[Collected data]
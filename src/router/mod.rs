pub mod candidates;
pub mod quote;
pub mod route;
pub mod split;
pub mod validate;

use std::collections::{BTreeSet, VecDeque};
use std::sync::Arc;

use crate::config::RouterConfig;
use crate::errors::{RouterError, RouterResult};
use crate::models::pool::PoolSnapshot;

use candidates::{CandidatePoolWrapper, CandidateRoutes};

pub use quote::{Quote, SplitRoute};
pub use route::Route;

/// Candidate-route search over one pool snapshot. Holds the pools in
/// preference order: preferred ids first (in their configured order), then
/// descending liquidity cap with cap-estimation-errored pools demoted, ties
/// broken by insertion order.
pub struct Router {
    config: RouterConfig,
    sorted_pools: Vec<Arc<PoolSnapshot>>,
}

impl Router {
    pub fn new(config: RouterConfig, pools: Vec<Arc<PoolSnapshot>>) -> Self {
        let sorted_pools = sort_pools(&config.preferred_pool_ids, pools);
        Self {
            config,
            sorted_pools,
        }
    }

    pub fn config(&self) -> &RouterConfig {
        &self.config
    }

    pub fn sorted_pools(&self) -> &[Arc<PoolSnapshot>] {
        &self.sorted_pools
    }

    pub fn sorted_pool_ids(&self) -> Vec<u64> {
        self.sorted_pools.iter().map(|pool| pool.id).collect()
    }

    /// Depth-first path search from `token_in_denom` to `token_out_denom`.
    ///
    /// Greedy: accepts the first paths found in preference order, not the
    /// ones with the fewest hops. `current_route` and `pools_used` seed the
    /// search; their lengths are validated against the sorted pool set and
    /// any mismatch is a hard invariant error.
    pub fn find_routes(
        &self,
        token_in_denom: &str,
        token_out_denom: &str,
        current_route: &[CandidatePoolWrapper],
        pools_used: &[bool],
    ) -> RouterResult<Vec<Vec<CandidatePoolWrapper>>> {
        if pools_used.len() != self.sorted_pools.len() {
            return Err(RouterError::SortedPoolsAndPoolsUsedLengthMismatch {
                sorted_pools: self.sorted_pools.len(),
                pools_used: pools_used.len(),
            });
        }
        if current_route.len() > self.sorted_pools.len() {
            return Err(RouterError::SortedPoolsAndPoolsInRouteLengthMismatch {
                sorted_pools: self.sorted_pools.len(),
                pools_in_route: current_route.len(),
            });
        }

        let mut found = Vec::new();
        self.search(
            current_route.to_vec(),
            pools_used.to_vec(),
            token_in_denom,
            token_out_denom,
            &mut found,
        );
        Ok(found)
    }

    fn search(
        &self,
        current_route: Vec<CandidatePoolWrapper>,
        pools_used: Vec<bool>,
        token_in_denom: &str,
        token_out_denom: &str,
        found: &mut Vec<Vec<CandidatePoolWrapper>>,
    ) {
        if found.len() >= self.config.max_routes
            || current_route.len() >= self.config.max_pools_per_route
        {
            return;
        }

        let frontier_denom = current_route
            .last()
            .map(|hop| hop.candidate.token_out_denom.as_str())
            .unwrap_or(token_in_denom);

        for (index, pool) in self.sorted_pools.iter().enumerate() {
            if found.len() >= self.config.max_routes {
                return;
            }
            if pools_used[index] || !pool.has_denom(frontier_denom) {
                continue;
            }

            for denom in &pool.denoms {
                if denom == frontier_denom {
                    continue;
                }
                if found.len() >= self.config.max_routes {
                    return;
                }

                // The used-pool markers are copied per branch; sibling
                // branches must never observe each other's bookkeeping.
                let mut next_used = pools_used.clone();
                next_used[index] = true;

                if denom == token_out_denom {
                    let mut route = current_route.clone();
                    route.push(CandidatePoolWrapper::new(
                        pool.id,
                        denom.clone(),
                        pool.denoms.clone(),
                    ));
                    found.push(route);
                    continue;
                }

                if denom == token_in_denom && self.config.path_reset_on_token_in_cycle {
                    // Cycling back through the input denom: anything this
                    // path accumulated is dominated by starting fresh here.
                    // May produce duplicate routes; filtered later.
                    self.search(
                        Vec::new(),
                        next_used,
                        token_in_denom,
                        token_out_denom,
                        found,
                    );
                    continue;
                }

                let mut route = current_route.clone();
                route.push(CandidatePoolWrapper::new(
                    pool.id,
                    denom.clone(),
                    pool.denoms.clone(),
                ));
                self.search(route, next_used, token_in_denom, token_out_denom, found);
            }
        }
    }

    /// Full candidate pipeline: depth-first search, shortest-first ordering,
    /// overlap dedup, then validation and filtering.
    pub fn get_candidate_routes(
        &self,
        token_in_denom: &str,
        token_out_denom: &str,
    ) -> RouterResult<CandidateRoutes> {
        let pools_used = vec![false; self.sorted_pools.len()];
        let found = self.find_routes(token_in_denom, token_out_denom, &[], &pools_used)?;
        let deduped = dedupe_routes_by_pool_overlap(found);
        validate::validate_and_filter_routes(deduped, token_in_denom)
    }

    /// Breadth-first candidate search used for cache population. Applies the
    /// same used-pool markers, hop/route bounds and token-in reset flag as
    /// the depth-first variant but explores shortest paths first.
    pub fn find_candidate_routes_bfs(
        &self,
        token_in_denom: &str,
        token_out_denom: &str,
    ) -> RouterResult<CandidateRoutes> {
        let mut found: Vec<Vec<CandidatePoolWrapper>> = Vec::new();
        let mut queue: VecDeque<(Vec<CandidatePoolWrapper>, Vec<bool>)> = VecDeque::new();
        queue.push_back((Vec::new(), vec![false; self.sorted_pools.len()]));

        while let Some((current_route, pools_used)) = queue.pop_front() {
            if found.len() >= self.config.max_routes {
                break;
            }
            if current_route.len() >= self.config.max_pools_per_route {
                continue;
            }

            let frontier_denom = current_route
                .last()
                .map(|hop| hop.candidate.token_out_denom.as_str())
                .unwrap_or(token_in_denom);

            for (index, pool) in self.sorted_pools.iter().enumerate() {
                if found.len() >= self.config.max_routes {
                    break;
                }
                if pools_used[index] || !pool.has_denom(frontier_denom) {
                    continue;
                }

                for denom in &pool.denoms {
                    if denom == frontier_denom {
                        continue;
                    }
                    if found.len() >= self.config.max_routes {
                        break;
                    }

                    let mut next_used = pools_used.clone();
                    next_used[index] = true;

                    if denom == token_out_denom {
                        let mut route = current_route.clone();
                        route.push(CandidatePoolWrapper::new(
                            pool.id,
                            denom.clone(),
                            pool.denoms.clone(),
                        ));
                        found.push(route);
                        continue;
                    }

                    if denom == token_in_denom && self.config.path_reset_on_token_in_cycle {
                        queue.push_back((Vec::new(), next_used));
                        continue;
                    }

                    let mut route = current_route.clone();
                    route.push(CandidatePoolWrapper::new(
                        pool.id,
                        denom.clone(),
                        pool.denoms.clone(),
                    ));
                    queue.push_back((route, next_used));
                }
            }
        }

        let deduped = dedupe_routes_by_pool_overlap(found);
        validate::validate_and_filter_routes(deduped, token_in_denom)
    }
}

/// Preference order for the search: preferred pools first in their
/// configured order, the rest by liquidity cap descending with
/// estimation-errored pools demoted. Sorting is stable, so insertion order
/// breaks ties.
fn sort_pools(preferred_pool_ids: &[u64], pools: Vec<Arc<PoolSnapshot>>) -> Vec<Arc<PoolSnapshot>> {
    let mut preferred: Vec<(usize, Arc<PoolSnapshot>)> = Vec::new();
    let mut rest: Vec<Arc<PoolSnapshot>> = Vec::new();

    for pool in pools {
        match preferred_pool_ids.iter().position(|id| *id == pool.id) {
            Some(rank) => preferred.push((rank, pool)),
            None => rest.push(pool),
        }
    }

    preferred.sort_by_key(|(rank, _)| *rank);
    rest.sort_by(|a, b| {
        a.has_liquidity_cap_error()
            .cmp(&b.has_liquidity_cap_error())
            .then(b.liquidity_cap.cmp(&a.liquidity_cap))
    });

    preferred
        .into_iter()
        .map(|(_, pool)| pool)
        .chain(rest)
        .collect()
}

/// Keeps the shorter route when two routes share a pool id. Expects the
/// routes sorted shortest-first and keeps the earlier one on overlap.
///
/// Known limitation, preserved deliberately: the shorter route wins by hop
/// count even when the longer one would produce a better split-adjusted
/// outcome.
fn dedupe_routes_by_pool_overlap(
    mut routes: Vec<Vec<CandidatePoolWrapper>>,
) -> Vec<Vec<CandidatePoolWrapper>> {
    routes.sort_by_key(|route| route.len());

    let mut used_pool_ids: BTreeSet<u64> = BTreeSet::new();
    let mut kept = Vec::with_capacity(routes.len());

    for route in routes {
        if route
            .iter()
            .any(|hop| used_pool_ids.contains(&hop.candidate.id))
        {
            continue;
        }
        used_pool_ids.extend(route.iter().map(|hop| hop.candidate.id));
        kept.push(route);
    }

    kept
}
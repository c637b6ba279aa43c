pub mod concentrated;
pub mod constant_function;
pub mod math;
pub mod serialized;
pub mod transmuter;

use std::collections::BTreeMap;
use std::fmt;
use std::sync::Arc;

use rust_decimal::Decimal;

use crate::errors::{RouterError, RouterResult};
use crate::models::pool::{PoolKind, PoolSnapshot};
use crate::models::tick::TickModel;
use crate::models::token::TokenAmount;

pub use concentrated::RoutableConcentratedPool;
pub use constant_function::RoutableConstantFunctionPool;
pub use serialized::SerializedResultPool;
pub use transmuter::RoutableTransmuterPool;

/// Shared capability contract of every pool variant on a route: identity,
/// denoms, the protocol-level taker fee charge and the pool-level swap
/// simulation. Each variant implements it independently.
pub trait RoutablePool: fmt::Debug + Send + Sync {
    fn id(&self) -> u64;

    /// Capability tag of this routable value.
    fn kind(&self) -> PoolKind;

    /// Underlying pool type. Differs from `kind` only for serialized result
    /// pools, which preserve the type of the pool they were stripped from.
    fn pool_type(&self) -> PoolKind {
        self.kind()
    }

    fn denoms(&self) -> &[String];

    fn token_out_denom(&self) -> &str;

    fn spread_factor(&self) -> Decimal;

    fn taker_fee(&self) -> Decimal;

    fn balances(&self) -> &BTreeMap<String, u128>;

    /// Deducts the protocol taker fee from an exact input, rounding the
    /// remainder down. Invoked once per hop before the pool-level swap.
    fn charge_taker_fee_exact_in(&self, token_in: &TokenAmount) -> RouterResult<TokenAmount> {
        let amount = math::dec_from_amount(token_in.amount)?;
        let after_fee = amount * (Decimal::ONE - self.taker_fee());
        Ok(TokenAmount::new(
            token_in.denom.clone(),
            math::amount_from_dec(after_fee),
        ))
    }

    fn calculate_token_out_by_token_in(&self, token_in: &TokenAmount) -> RouterResult<TokenAmount>;
}

/// Builds the routable variant for a pool snapshot, dispatching on the pool
/// kind. The tick model is only meaningful for concentrated pools and is
/// ignored by the other variants.
pub fn new_routable_pool(
    snapshot: Arc<PoolSnapshot>,
    tick_model: Option<TickModel>,
    token_out_denom: String,
    taker_fee: Decimal,
) -> RouterResult<Arc<dyn RoutablePool>> {
    if !snapshot.has_denom(&token_out_denom) {
        return Err(RouterError::DenomNotInPool {
            pool_id: snapshot.id,
            denom: token_out_denom,
        });
    }

    match snapshot.kind {
        PoolKind::ConstantFunction => Ok(Arc::new(RoutableConstantFunctionPool::new(
            snapshot,
            token_out_denom,
            taker_fee,
        ))),
        PoolKind::ConcentratedLiquidity => Ok(Arc::new(RoutableConcentratedPool::new(
            snapshot,
            tick_model,
            token_out_denom,
            taker_fee,
        ))),
        PoolKind::NoSlipTransmuter => Ok(Arc::new(RoutableTransmuterPool::new(
            snapshot,
            token_out_denom,
            taker_fee,
        ))),
        PoolKind::SerializedResult => Err(RouterError::UnsupportedPoolType {
            pool_id: snapshot.id,
            kind: snapshot.kind,
        }),
    }
}
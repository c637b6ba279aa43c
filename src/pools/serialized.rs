use std::collections::BTreeMap;

use rust_decimal::Decimal;

use crate::errors::{RouterError, RouterResult};
use crate::models::pool::PoolKind;
use crate::models::token::TokenAmount;

use super::RoutablePool;

/// Transport-only snapshot of a pool that already executed on a quoted
/// route. Preserves the fields a client needs and nothing else; invoking
/// swap simulation on it is always an error.
#[derive(Debug, Clone, PartialEq, Eq)]
pub struct SerializedResultPool {
    id: u64,
    pool_type: PoolKind,
    denoms: Vec<String>,
    balances: BTreeMap<String, u128>,
    spread_factor: Decimal,
    token_out_denom: String,
    taker_fee: Decimal,
}

impl SerializedResultPool {
    pub fn from_pool(pool: &dyn RoutablePool) -> Self {
        Self {
            id: pool.id(),
            pool_type: pool.pool_type(),
            denoms: pool.denoms().to_vec(),
            balances: pool.balances().clone(),
            spread_factor: pool.spread_factor(),
            token_out_denom: pool.token_out_denom().to_string(),
            taker_fee: pool.taker_fee(),
        }
    }

}

impl RoutablePool for SerializedResultPool {
    fn id(&self) -> u64 {
        self.id
    }

    fn kind(&self) -> PoolKind {
        PoolKind::SerializedResult
    }

    fn pool_type(&self) -> PoolKind {
        self.pool_type
    }

    fn denoms(&self) -> &[String] {
        &self.denoms
    }

    fn token_out_denom(&self) -> &str {
        &self.token_out_denom
    }

    fn spread_factor(&self) -> Decimal {
        self.spread_factor
    }

    fn taker_fee(&self) -> Decimal {
        self.taker_fee
    }

    fn balances(&self) -> &BTreeMap<String, u128> {
        &self.balances
    }

    fn calculate_token_out_by_token_in(&self, _token_in: &TokenAmount) -> RouterResult<TokenAmount> {
        Err(RouterError::SwapNotSupported { pool_id: self.id })
    }
}
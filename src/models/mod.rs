pub mod fees;
pub mod pool;
pub mod quote;
pub mod tick;
pub mod token;
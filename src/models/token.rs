use std::fmt;

use serde::{Deserialize, Serialize};

/// A token amount paired with its denom, the unit all swap interfaces trade in.
#[derive(Debug, Clone, PartialEq, Eq, Serialize, Deserialize)]
pub struct TokenAmount {
    pub denom: String,
    pub amount: u128,
}

impl TokenAmount {
    pub fn new(denom: impl Into<String>, amount: u128) -> Self {
        Self {
            denom: denom.into(),
            amount,
        }
    }

    pub fn is_zero(&self) -> bool {
        self.amount == 0
    }
}

impl fmt::Display for TokenAmount {
    fn fmt(&self, f: &mut fmt::Formatter<'_>) -> fmt::Result {
        write!(f, "{}{}", self.amount, self.denom)
    }
}
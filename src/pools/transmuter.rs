use std::collections::BTreeMap;
use std::sync::Arc;

use rust_decimal::Decimal;

use crate::errors::{RouterError, RouterResult};
use crate::models::pool::{PoolKind, PoolSnapshot};
use crate::models::token::TokenAmount;

use super::RoutablePool;

/// Routable view of a no-slip transmuter: exchanges tokens 1:1 up to the
/// pool's available balance of both denoms. Transmuters are exempt from the
/// taker fee charge.
#[derive(Debug, Clone)]
pub struct RoutableTransmuterPool {
    snapshot: Arc<PoolSnapshot>,
    token_out_denom: String,
    taker_fee: Decimal,
}

impl RoutableTransmuterPool {
    pub fn new(snapshot: Arc<PoolSnapshot>, token_out_denom: String, taker_fee: Decimal) -> Self {
        Self {
            snapshot,
            token_out_denom,
            taker_fee,
        }
    }

    fn require_balance(&self, denom: &str, amount: u128) -> RouterResult<()> {
        let balance = self.snapshot.balance_of(denom);
        if balance < amount {
            return Err(RouterError::TransmuterInsufficientBalance {
                pool_id: self.snapshot.id,
                denom: denom.to_string(),
                balance,
                amount,
            });
        }
        Ok(())
    }
}

impl RoutablePool for RoutableTransmuterPool {
    fn id(&self) -> u64 {
        self.snapshot.id
    }

    fn kind(&self) -> PoolKind {
        PoolKind::NoSlipTransmuter
    }

    fn denoms(&self) -> &[String] {
        &self.snapshot.denoms
    }

    fn token_out_denom(&self) -> &str {
        &self.token_out_denom
    }

    fn spread_factor(&self) -> Decimal {
        self.snapshot.spread_factor
    }

    fn taker_fee(&self) -> Decimal {
        self.taker_fee
    }

    fn balances(&self) -> &BTreeMap<String, u128> {
        &self.snapshot.balances
    }

    // Identity: transmuters do not charge the taker fee.
    fn charge_taker_fee_exact_in(&self, token_in: &TokenAmount) -> RouterResult<TokenAmount> {
        Ok(token_in.clone())
    }

    fn calculate_token_out_by_token_in(&self, token_in: &TokenAmount) -> RouterResult<TokenAmount> {
        if !self.snapshot.has_denom(&token_in.denom) {
            return Err(RouterError::DenomNotInPool {
                pool_id: self.snapshot.id,
                denom: token_in.denom.clone(),
            });
        }

        self.require_balance(&token_in.denom, token_in.amount)?;
        self.require_balance(&self.token_out_denom, token_in.amount)?;

        Ok(TokenAmount::new(
            self.token_out_denom.clone(),
            token_in.amount,
        ))
    }
}
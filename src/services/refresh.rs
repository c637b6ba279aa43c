use std::sync::Arc;

use futures::stream::{FuturesUnordered, StreamExt};
use tokio::sync::Semaphore;
use tokio_util::sync::CancellationToken;
use tracing::{debug, warn};

use super::provider::PoolProvider;
use super::router_service::RouterService;

/// Outcome of one refresh sweep over the tracked denom pairs.
#[derive(Debug, Clone, Copy, Default, PartialEq, Eq)]
pub struct RefreshSummary {
    pub refreshed: usize,
    pub failed: usize,
    pub cancelled: usize,
}

/// Recomputes and re-caches candidate routes for every tracked denom pair.
///
/// Runs each pair on a blocking worker behind a semaphore so that at most
/// `concurrency` recomputations are in flight, and drains the full task set
/// before returning, so callers get completion tracking instead of
/// fire-and-forget task growth. Cancellation stops scheduling new pairs;
/// pairs already in flight run to completion.
pub async fn refresh_candidate_routes<P>(
    service: Arc<RouterService<P>>,
    pairs: Vec<(String, String)>,
    concurrency: usize,
    cancel: CancellationToken,
) -> RefreshSummary
where
    P: PoolProvider + 'static,
{
    let semaphore = Arc::new(Semaphore::new(concurrency.max(1)));
    let mut tasks = FuturesUnordered::new();
    let mut summary = RefreshSummary::default();

    for (token_in_denom, token_out_denom) in pairs {
        if cancel.is_cancelled() {
            summary.cancelled += 1;
            continue;
        }

        let permit = match Arc::clone(&semaphore).acquire_owned().await {
            Ok(permit) => permit,
            Err(_) => break,
        };

        let service = Arc::clone(&service);
        tasks.push(tokio::task::spawn_blocking(move || {
            let result = service.recompute_candidate_routes(&token_in_denom, &token_out_denom);
            drop(permit);
            (token_in_denom, token_out_denom, result)
        }));
    }

    while let Some(joined) = tasks.next().await {
        match joined {
            Ok((token_in_denom, token_out_denom, Ok(routes))) => {
                debug!(
                    token_in = token_in_denom.as_str(),
                    token_out = token_out_denom.as_str(),
                    num_routes = routes.len(),
                    "refreshed candidate routes"
                );
                summary.refreshed += 1;
            }
            Ok((token_in_denom, token_out_denom, Err(err))) => {
                warn!(
                    token_in = token_in_denom.as_str(),
                    token_out = token_out_denom.as_str(),
                    error = %err,
                    "failed to refresh candidate routes"
                );
                summary.failed += 1;
            }
            Err(join_err) => {
                warn!(error = %join_err, "candidate route refresh task failed to join");
                summary.failed += 1;
            }
        }
    }

    summary
}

Assigned task: Only the lines above from the one with "ones with the" through the one with "if pools_used.len() != self.sorted_pools.len()" should be duplicated, character for character.

Expected answer:
    /// ones with the fewest hops. `current_route` and `pools_used` seed the
    /// search; their lengths are validated against the sorted pool set and
    /// any mismatch is a hard invariant error.
    pub fn find_routes(
        &self,
        token_in_denom: &str,
        token_out_denom: &str,
        current_route: &[CandidatePoolWrapper],
        pools_used: &[bool],
    ) -> RouterResult<Vec<Vec<CandidatePoolWrapper>>> {
        if pools_used.len() != self.sorted_pools.len() {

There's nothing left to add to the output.